The military would have been an easy choice since most of the schools I went to
trainedtaught to the ASVAB and vocational skills needed to join.Heck, most of the vets I know joined to get some skill training, the GI Bill and out of grinding poverty.
Texas Dem
Changing the subject, I hope all of you saw Lawrence O’Donnell scorch Trump and NBC Entertainment. Was so damned good I feel like lighting up a cigarette, and I don’t smoke.
Jebediah
@WereBear:
@Paul in KY:
Thank you both and yes, thank god for anesthesia (and Vicodin!)

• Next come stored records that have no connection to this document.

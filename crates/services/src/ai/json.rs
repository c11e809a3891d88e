//! Recovery of JSON payloads from free-form model replies.

use once_cell::sync::Lazy;
use regex::Regex;
use serde::de::{DeserializeOwned, IgnoredAny};
use tracing::debug;

use crate::error::AiError;

static FENCED_BLOCK: Lazy<Regex> =
    Lazy::new(|| Regex::new(r"(?s)```(?:json|JSON)?[ \t]*\r?\n?(.*?)```").unwrap());
static VALUE_START: Lazy<Regex> = Lazy::new(|| Regex::new(r"[\{\[]").unwrap());

/// Parse a model reply as `T`.
///
/// The reply is first parsed as-is. If that fails, a JSON candidate is
/// extracted from a fenced code block or from the first bracket that starts a
/// complete JSON value, and parsed once more.
///
/// # Errors
///
/// Returns `AiError::MalformedResponse` when neither attempt yields a `T`.
pub fn parse_json_response<T: DeserializeOwned>(text: &str) -> Result<T, AiError> {
    let strict_error = match serde_json::from_str::<T>(text.trim()) {
        Ok(value) => return Ok(value),
        Err(err) => err,
    };
    debug!(error = %strict_error, len = text.len(), "strict JSON parse failed, extracting");

    let Some(candidate) = extract_json(text) else {
        return Err(AiError::MalformedResponse(strict_error.to_string()));
    };
    serde_json::from_str(candidate).map_err(|err| AiError::MalformedResponse(err.to_string()))
}

/// Locate the JSON text inside a reply, preferring a fenced code block.
#[must_use]
pub fn extract_json(text: &str) -> Option<&str> {
    let fenced = FENCED_BLOCK
        .captures(text)
        .and_then(|caps| caps.get(1))
        .map(|m| m.as_str().trim())
        .filter(|body| !body.is_empty());
    if fenced.is_some() {
        return fenced;
    }
    VALUE_START.find_iter(text).find_map(|start| {
        let rest = &text[start.start()..];
        let mut values = serde_json::Deserializer::from_str(rest).into_iter::<IgnoredAny>();
        match values.next() {
            Some(Ok(_)) => Some(&rest[..values.byte_offset()]),
            _ => None,
        }
    })
}

#[cfg(test)]
mod tests {
    use super::*;
    use serde::Deserialize;
    use serde_json::{Value, json};

    #[test]
    fn fenced_json_block_is_recovered() {
        let reply = "```json\n{\"a\":1}\n```";
        assert_eq!(extract_json(reply), Some("{\"a\":1}"));
        let value: Value = parse_json_response(reply).unwrap();
        assert_eq!(value, json!({"a": 1}));
    }

    #[test]
    fn unlabelled_fence_is_recovered() {
        let value: Value = parse_json_response("Sure!\n```\n[1, 2]\n```\nDone.").unwrap();
        assert_eq!(value, json!([1, 2]));
    }

    #[test]
    fn bare_array_in_prose_is_recovered() {
        let reply = "Here are your questions: [{\"question\":\"q\"}] hope this helps";
        let value: Value = parse_json_response(reply).unwrap();
        assert_eq!(value, json!([{"question": "q"}]));
    }

    #[test]
    fn bare_object_in_prose_is_recovered() {
        #[derive(Debug, Deserialize)]
        struct Reply {
            level: String,
        }
        let reply: Reply = parse_json_response("Result: {\"level\": \"B1\"}.").unwrap();
        assert_eq!(reply.level, "B1");
    }

    #[test]
    fn strict_json_is_parsed_directly() {
        let value: Value = parse_json_response("  {\"ok\": true}\n").unwrap();
        assert_eq!(value, json!({"ok": true}));
    }

    #[test]
    fn text_without_json_is_malformed() {
        let err = parse_json_response::<Value>("I cannot help with that.").unwrap_err();
        assert!(matches!(err, AiError::MalformedResponse(_)));
    }

    #[test]
    fn broken_candidate_is_malformed() {
        let err = parse_json_response::<Value>("```json\n{\"a\": }\n```").unwrap_err();
        assert!(matches!(err, AiError::MalformedResponse(_)));
    }

    #[test]
    fn bracket_in_prose_before_json_is_skipped() {
        let reply = "[Note] result: {\"a\":1} (end)";
        assert_eq!(extract_json(reply), Some("{\"a\":1}"));
        let value: Value = parse_json_response(reply).unwrap();
        assert_eq!(value, json!({"a": 1}));
    }
}
use serde::{Deserialize, Serialize};
use std::fmt;
use thiserror::Error;

use crate::model::ids::QuestionId;
use crate::model::level::Level;

/// Every question offers exactly this many options.
pub const OPTION_COUNT: usize = 4;

/// Topic assigned when a generated question does not name one.
pub const DEFAULT_TOPIC: &str = "General";

//
// ─── ERRORS ───────────────────────────────────────────────────────────────────
//

#[derive(Debug, Error, Clone, PartialEq, Eq)]
pub enum QuestionError {
    #[error("choice index out of range: {0}")]
    InvalidChoice(i64),

    #[error("expected {OPTION_COUNT} options, got {0}")]
    OptionCount(usize),

    #[error("question text is empty")]
    EmptyText,
}

//
// ─── KIND ─────────────────────────────────────────────────────────────────────
//

/// Question category. This field alone decides grammar vs. reading scoring.
#[derive(Debug, Clone, Copy, PartialEq, Eq, Hash, PartialOrd, Ord, Serialize, Deserialize)]
#[serde(rename_all = "lowercase")]
pub enum QuestionKind {
    Grammar,
    Reading,
}

impl QuestionKind {
    #[must_use]
    pub fn as_str(self) -> &'static str {
        match self {
            QuestionKind::Grammar => "grammar",
            QuestionKind::Reading => "reading",
        }
    }
}

impl fmt::Display for QuestionKind {
    fn fmt(&self, f: &mut fmt::Formatter<'_>) -> fmt::Result {
        f.write_str(self.as_str())
    }
}

//
// ─── CHOICE ───────────────────────────────────────────────────────────────────
//

/// Index of one of the four options, always in `0..=3`.
#[derive(Debug, Clone, Copy, PartialEq, Eq, Hash, PartialOrd, Ord, Serialize, Deserialize)]
#[serde(try_from = "u8", into = "u8")]
pub struct Choice(u8);

impl Choice {
    /// Validates a raw option index.
    ///
    /// # Errors
    ///
    /// Returns `QuestionError::InvalidChoice` if the value is not in `0..=3`.
    pub fn new(value: u8) -> Result<Self, QuestionError> {
        if usize::from(value) < OPTION_COUNT {
            Ok(Self(value))
        } else {
            Err(QuestionError::InvalidChoice(i64::from(value)))
        }
    }

    /// All four choices in option order.
    #[must_use]
    pub fn all() -> [Choice; OPTION_COUNT] {
        [Choice(0), Choice(1), Choice(2), Choice(3)]
    }

    #[must_use]
    pub fn value(self) -> u8 {
        self.0
    }

    #[must_use]
    pub fn index(self) -> usize {
        usize::from(self.0)
    }

    /// The choice after this one, wrapping from 3 back to 0.
    #[must_use]
    pub fn next_wrapping(self) -> Choice {
        Choice((self.0 + 1) % 4)
    }

    /// Option letter as printed to the learner (`A`..=`D`).
    #[must_use]
    pub fn letter(self) -> char {
        char::from(b'A' + self.0)
    }
}

impl TryFrom<u8> for Choice {
    type Error = QuestionError;

    fn try_from(value: u8) -> Result<Self, Self::Error> {
        Self::new(value)
    }
}

impl From<Choice> for u8 {
    fn from(choice: Choice) -> Self {
        choice.0
    }
}

//
// ─── QUESTION ─────────────────────────────────────────────────────────────────
//

/// A single multiple-choice item. Immutable once built.
#[derive(Debug, Clone, PartialEq, Eq, Serialize, Deserialize)]
pub struct Question {
    id: QuestionId,
    #[serde(rename = "type")]
    kind: QuestionKind,
    level: Level,
    topic: String,
    question: String,
    options: [String; OPTION_COUNT],
    correct: Choice,
    #[serde(default)]
    explanation: String,
    #[serde(default, skip_serializing_if = "Option::is_none")]
    passage: Option<String>,
}

impl Question {
    #[must_use]
    pub fn id(&self) -> &QuestionId {
        &self.id
    }

    #[must_use]
    pub fn kind(&self) -> QuestionKind {
        self.kind
    }

    #[must_use]
    pub fn level(&self) -> Level {
        self.level
    }

    #[must_use]
    pub fn topic(&self) -> &str {
        &self.topic
    }

    #[must_use]
    pub fn text(&self) -> &str {
        &self.question
    }

    #[must_use]
    pub fn options(&self) -> &[String; OPTION_COUNT] {
        &self.options
    }

    #[must_use]
    pub fn correct(&self) -> Choice {
        self.correct
    }

    #[must_use]
    pub fn explanation(&self) -> &str {
        &self.explanation
    }

    #[must_use]
    pub fn passage(&self) -> Option<&str> {
        self.passage.as_deref()
    }

    /// Whether `answer` selects the correct option. Unset answers are wrong.
    #[must_use]
    pub fn is_correct(&self, answer: Option<Choice>) -> bool {
        answer == Some(self.correct)
    }
}

//
// ─── DRAFT ────────────────────────────────────────────────────────────────────
//

/// Loosely-typed question as returned by a remote generator.
///
/// Nothing here is trusted: `validate` enforces the option count, the choice
/// range and a non-empty text before a `Question` exists.
#[derive(Debug, Clone, Default, PartialEq, Eq, Deserialize)]
#[serde(default)]
pub struct QuestionDraft {
    pub question: String,
    pub options: Vec<String>,
    pub correct: i64,
    pub topic: Option<String>,
    pub explanation: Option<String>,
}

/// Placement data the caller controls when validating a draft.
#[derive(Debug, Clone, PartialEq, Eq)]
pub struct QuestionSlot {
    pub id: QuestionId,
    pub kind: QuestionKind,
    pub level: Level,
    pub passage: Option<String>,
}

impl QuestionDraft {
    /// Validate the draft and place it at `slot`.
    ///
    /// The slot's kind and level win over anything the draft claims.
    ///
    /// # Errors
    ///
    /// Returns `QuestionError` when the text is blank, there are not exactly four
    /// options, or `correct` is not a valid option index.
    pub fn validate(self, slot: QuestionSlot) -> Result<Question, QuestionError> {
        if self.question.trim().is_empty() {
            return Err(QuestionError::EmptyText);
        }
        let count = self.options.len();
        let options: [String; OPTION_COUNT] = self
            .options
            .try_into()
            .map_err(|_| QuestionError::OptionCount(count))?;
        let correct = u8::try_from(self.correct)
            .map_err(|_| QuestionError::InvalidChoice(self.correct))
            .and_then(Choice::new)?;
        let topic = self
            .topic
            .map(|t| t.trim().to_string())
            .filter(|t| !t.is_empty())
            .unwrap_or_else(|| DEFAULT_TOPIC.to_string());

        Ok(Question {
            id: slot.id,
            kind: slot.kind,
            level: slot.level,
            topic,
            question: self.question,
            options,
            correct,
            explanation: self.explanation.unwrap_or_default(),
            passage: slot.passage,
        })
    }
}

//
// ─── TESTS ─────────────────────────────────────────────────────────────────────
//

#[cfg(test)]
mod tests {
    use super::*;

    fn draft() -> QuestionDraft {
        QuestionDraft {
            question: "She ___ to work every day.".into(),
            options: vec!["go".into(), "goes".into(), "going".into(), "gone".into()],
            correct: 1,
            topic: Some("Present Simple".into()),
            explanation: Some("Third person singular takes -s.".into()),
        }
    }

    fn slot() -> QuestionSlot {
        QuestionSlot {
            id: QuestionId::new("grammar-A1-1"),
            kind: QuestionKind::Grammar,
            level: Level::A1,
            passage: None,
        }
    }

    #[test]
    fn choice_rejects_out_of_range() {
        assert!(Choice::new(3).is_ok());
        assert_eq!(Choice::new(4), Err(QuestionError::InvalidChoice(4)));
    }

    #[test]
    fn choice_wraps_and_letters() {
        let last = Choice::new(3).unwrap();
        assert_eq!(last.next_wrapping().value(), 0);
        assert_eq!(last.letter(), 'D');
    }

    #[test]
    fn draft_validates_into_question() {
        let q = draft().validate(slot()).unwrap();
        assert_eq!(q.kind(), QuestionKind::Grammar);
        assert_eq!(q.level(), Level::A1);
        assert_eq!(q.correct().value(), 1);
        assert_eq!(q.topic(), "Present Simple");
        assert!(q.is_correct(Some(Choice::new(1).unwrap())));
        assert!(!q.is_correct(None));
    }

    #[test]
    fn draft_with_three_options_fails() {
        let mut d = draft();
        d.options.pop();
        assert_eq!(d.validate(slot()).unwrap_err(), QuestionError::OptionCount(3));
    }

    #[test]
    fn draft_with_negative_correct_fails() {
        let mut d = draft();
        d.correct = -1;
        assert_eq!(d.validate(slot()).unwrap_err(), QuestionError::InvalidChoice(-1));
    }

    #[test]
    fn draft_without_topic_gets_default() {
        let mut d = draft();
        d.topic = Some("  ".into());
        let q = d.validate(slot()).unwrap();
        assert_eq!(q.topic(), DEFAULT_TOPIC);
    }

    #[test]
    fn question_json_uses_type_field() {
        let q = draft().validate(slot()).unwrap();
        let json = serde_json::to_value(&q).unwrap();
        assert_eq!(json["type"], "grammar");
        assert_eq!(json["correct"], 1);
        assert!(json.get("passage").is_none());
    }

    #[test]
    fn question_json_rejects_bad_choice() {
        let json = r#"{"id":"x","type":"grammar","level":"A1","topic":"t","question":"q",
            "options":["a","b","c","d"],"correct":7}"#;
        assert!(serde_json::from_str::<Question>(json).is_err());
    }
}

I am back home, surgery went well, and my oncological surgeon (who I am told by my wife’s oncologist is the best melanoma guy in Los Angeles) though that the lymph nodes he STOLE from me (I was still using them!) looked clean, although it will be the lab results (due Tuesday) that will tell for sure. But I am feeling pretty good right now.
Paul in KY
@Jebediah: Great! Happy to hear that.